> Ilse Schier: Kriegstrauung 1941

Ilse Schier: Kriegstrauung 1941

Dieser Eintrag stammt von Ilse Schier-Weimann (*1924) aus Berlin: ilseschier-weimann@web.de März 2011 Der Text ist ein Auszug aus dem Buch: "Die Frau hinter der Theke. Lebensgeschichte einer Berlinerin" erschienen im Frieling-Verlag Berlin, 2008

/lemo/bestand/objekt/schier_009 Seit 1935 lebte ich mit meinen Eltern und meiner Schwester in Schillen (Szillen) in Ostpreußen. Dann wirbelte 1940 ein Brief aus Berlin von Tante Klärchen alles durcheinander und veränderte unser Denken und Handeln: Sie bot nämlich meinen Eltern ihre Gaststätte in Berlin zum Kauf an für siebzehntausend Reichsmark, weil sie nach Jahren einen neuen Lebenspartner gefunden hatte und ihm folgen wollte. Tage- und Nächtelang haben die Eltern an einer Entscheidung gebastelt. Sollten sie den Sprung wagen? Ihre Existenz im Dorf Schillen war aufgrund des Krieges zertrümmert, da schien Berlin nicht nur ein Strohhalm, sondern ein dicker Balken zu sein, der ihnen gereicht wurde. Und das erforderliche Geld hatten sie sich erarbeitet.

Nun ging die Feldpostbriefe zwischen meinem Verlobten Reinhard und mir hin und her: "Ich soll mitgehen nach Berlin!" "Dann lass' uns noch vorher heiraten", schrieb er zurück. Keiner wollte sich dem verschließen. Und wieder purzelten in der Familie die grauen Zellen durcheinander: Nachdenken, ob wir das alles in die Reihe kriegen - Organisationstalent war gefragt. Und als alle Einzelheiten durchgesprochen waren, fiel die Entscheidung für Berlin!
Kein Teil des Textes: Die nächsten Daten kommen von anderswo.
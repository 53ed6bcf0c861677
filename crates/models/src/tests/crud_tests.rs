use crate::db::connect;
use crate::{booking, booking::BookingStatus, gallery_image, home_image, site_asset, admin_user};
use crate::errors::ModelError;
use sea_orm::{DatabaseConnection, EntityTrait};
use anyhow::Result;
use migration::MigratorTrait;
use uuid::Uuid;

/// Setup test database with migrations
async fn setup_test_db() -> Result<DatabaseConnection> {
    let db = connect().await?;
    migration::Migrator::up(&db, None).await?;
    Ok(db)
}

#[tokio::test]
async fn test_booking_crud_and_status_lifecycle() -> Result<()> {
    if std::env::var("SKIP_DB_TESTS").is_ok() {
        return Ok(());
    }

    let db = setup_test_db().await?;

    let created = booking::create(
        &db,
        "Jo",
        "919876543210",
        None,
        "Basic",
        "2025-01-01",
        "",
    )
    .await?;
    assert_eq!(created.phone, "919876543210");
    assert_eq!(created.status, BookingStatus::Pending);

    // Read back
    let found = booking::Entity::find_by_id(created.id).one(&db).await?;
    assert_eq!(found.as_ref().map(|b| b.id), Some(created.id));

    // pending -> confirmed -> completed walks the table
    booking::set_status(&db, created.id, BookingStatus::Confirmed).await?;
    booking::set_status(&db, created.id, BookingStatus::Completed).await?;

    // completed is terminal
    let err = booking::set_status(&db, created.id, BookingStatus::Pending)
        .await
        .unwrap_err();
    assert!(matches!(err, ModelError::Transition { .. }));

    // unknown id mutates nothing
    let err = booking::set_status(&db, i32::MAX, BookingStatus::Confirmed)
        .await
        .unwrap_err();
    assert!(matches!(err, ModelError::NotFound(_)));

    // Cleanup
    assert!(booking::delete(&db, created.id).await?);
    assert!(!booking::delete(&db, created.id).await?);
    Ok(())
}

#[tokio::test]
async fn test_booking_rejects_unnormalized_phone() -> Result<()> {
    if std::env::var("SKIP_DB_TESTS").is_ok() {
        return Ok(());
    }

    let db = setup_test_db().await?;
    let err = booking::create(&db, "Jo", "+91 98765", None, "Basic", "2025-01-01", "")
        .await
        .unwrap_err();
    assert!(matches!(err, ModelError::Validation(_)));
    Ok(())
}

#[tokio::test]
async fn test_gallery_reorder_keeps_every_row() -> Result<()> {
    if std::env::var("SKIP_DB_TESTS").is_ok() {
        return Ok(());
    }

    let db = setup_test_db().await?;

    let mut ids = vec![];
    for i in 0..4 {
        let pid = format!("test-gallery-{}", Uuid::new_v4());
        let img = gallery_image::create(&db, &format!("/static/uploads/{pid}.jpg"), &pid, &format!("cap {i}"), i).await?;
        ids.push(img.id);
    }

    // Reverse the order
    let mut target = ids.clone();
    target.reverse();
    gallery_image::reorder(&db, &target).await?;

    let listed = gallery_image::list_active(&db, 20).await?;
    let listed_ids: Vec<i32> = listed
        .iter()
        .filter(|m| ids.contains(&m.id))
        .map(|m| m.id)
        .collect();
    // Same rows, requested order, nothing lost
    assert_eq!(listed_ids, target);

    // Unknown id fails the whole permutation and keeps the previous order
    let mut bad = target.clone();
    bad.push(i32::MAX);
    let err = gallery_image::reorder(&db, &bad).await.unwrap_err();
    assert!(matches!(err, ModelError::NotFound(_)));
    let after = gallery_image::list_active(&db, 20).await?;
    let after_ids: Vec<i32> = after
        .iter()
        .filter(|m| ids.contains(&m.id))
        .map(|m| m.id)
        .collect();
    assert_eq!(after_ids, target);

    for id in ids {
        gallery_image::Entity::delete_by_id(id).exec(&db).await?;
    }
    Ok(())
}

#[tokio::test]
async fn test_gallery_soft_delete_hides_row() -> Result<()> {
    if std::env::var("SKIP_DB_TESTS").is_ok() {
        return Ok(());
    }

    let db = setup_test_db().await?;
    let pid = format!("test-gallery-{}", Uuid::new_v4());
    let img = gallery_image::create(&db, &format!("/static/uploads/{pid}.jpg"), &pid, "", 0).await?;

    assert!(gallery_image::soft_delete_by_public_id(&db, &pid).await?);
    let listed = gallery_image::list_active(&db, 100).await?;
    assert!(listed.iter().all(|m| m.id != img.id));

    // Row still present for audit
    let row = gallery_image::Entity::find_by_id(img.id).one(&db).await?;
    assert_eq!(row.map(|m| m.is_active), Some(false));

    assert!(!gallery_image::soft_delete_by_public_id(&db, "no-such-public-id").await?);

    gallery_image::Entity::delete_by_id(img.id).exec(&db).await?;
    Ok(())
}

#[tokio::test]
async fn test_home_image_order_and_soft_delete() -> Result<()> {
    if std::env::var("SKIP_DB_TESTS").is_ok() {
        return Ok(());
    }

    let db = setup_test_db().await?;
    let pid = format!("test-home-{}", Uuid::new_v4());
    let img = home_image::create(&db, &format!("/static/uploads/{pid}.jpg"), &pid, "hero", 3).await?;
    assert_eq!(img.display_order, 3);

    assert!(home_image::set_order(&db, img.id, 7).await?);
    let listed = home_image::list_active(&db).await?;
    let row = listed.iter().find(|m| m.id == img.id).expect("listed");
    assert_eq!(row.display_order, 7);

    assert!(home_image::soft_delete(&db, img.id).await?);
    let listed = home_image::list_active(&db).await?;
    assert!(listed.iter().all(|m| m.id != img.id));

    home_image::Entity::delete_by_id(img.id).exec(&db).await?;
    Ok(())
}

#[tokio::test]
async fn test_site_asset_upsert_by_type() -> Result<()> {
    if std::env::var("SKIP_DB_TESTS").is_ok() {
        return Ok(());
    }

    let db = setup_test_db().await?;
    let asset_type = format!("logo-{}", Uuid::new_v4());

    let first = site_asset::upsert(&db, &asset_type, "/static/uploads/a.png", "a", "Logo").await?;
    let second = site_asset::upsert(&db, &asset_type, "/static/uploads/b.png", "b", "Logo v2").await?;

    // Same row updated in place
    assert_eq!(first.id, second.id);
    assert_eq!(second.image_url, "/static/uploads/b.png");
    assert!(second.updated_at >= first.updated_at);

    site_asset::Entity::delete_by_id(first.id).exec(&db).await?;
    Ok(())
}

#[tokio::test]
async fn test_admin_user_password_update_persists() -> Result<()> {
    if std::env::var("SKIP_DB_TESTS").is_ok() {
        return Ok(());
    }

    let db = setup_test_db().await?;
    let username = format!("admin_{}", Uuid::new_v4());

    let created = admin_user::create(&db, &username, "hash-one").await?;
    admin_user::update_password(&db, created.id, "hash-two").await?;

    let found = admin_user::find_by_username(&db, &username).await?.expect("admin exists");
    assert_eq!(found.password_hash, "hash-two");
    assert!(found.updated_at >= created.created_at);

    admin_user::Entity::delete_by_id(created.id).exec(&db).await?;
    Ok(())
}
In Berlin erwartete uns ein Eck-Restaurant in der Neanderstraße 28, eine urige Kneipe in Stadtmitte (heute U-Bahn-Station Heinrich-Heine-Straße) und in der zweiten Etage eine Drei-Zimmer-Wohnung. In der ersten Etage war das Polizeirevier 13 etabliert - sichere Gäste, spekulierten wir schon! Vom verschlafenen Dorf in die Häuserwüste Berlin, die Straße ohne Baum und Strauch...
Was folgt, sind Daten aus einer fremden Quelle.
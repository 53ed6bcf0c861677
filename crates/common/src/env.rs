//! Environment/runtime helpers
//!
//! Sanity checks to ensure expected directories exist at startup.

use tracing::warn;

/// Ensure the uploads directory exists and warn when the optional static
/// assets directory is missing.
pub async fn ensure_env(static_dir: &str, uploads_dir: &str) -> anyhow::Result<()> {
    if tokio::fs::metadata(static_dir).await.is_err() {
        warn!(%static_dir, "static assets directory not found; public files may 404");
    }
    tokio::fs::create_dir_all(uploads_dir)
        .await
        .map_err(|e| anyhow::anyhow!("cannot create {uploads_dir}: {e}"))?;
    Ok(())
}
Was nun kam, kann sich jeder ausmalen. Der Hochzeitstermin wurde auf Rosenmontag, den 24. Februar 1941, festgelegt; der Umzug nach Berlin sollte zum 1. März 1941 erfolgen. Da Reinhard als Wachtmeister Berufssoldat und auf 12 Jahre verpflichtet war, musste ich als seine künftige Ehefrau für die Heirat den "Arischen Nachweis" erbringen. Wochenlang war ich damit beschäftigt, die Standesämter um die entsprechenden Dokumente zu bitten. Gottlob kriegte ich alles Erforderliche zusammen und konnte somit meinen "Ahnenpass" vorweisen. Das Hitler-Regime hatte seine eigenen, besonderen Ansprüche und Gesetze auch für die Wehrmacht: die "Arische Rasse" als Herrscher über die "Untermenschen" als Ziel. Aus der Sicht des heutigen globalen Völkermix war die Nazi-Arroganz ungeheuerlich!

Meine Eltern mussten auch ihre Einwilligung zur Hochzeit geben, da ich noch nicht mündig war.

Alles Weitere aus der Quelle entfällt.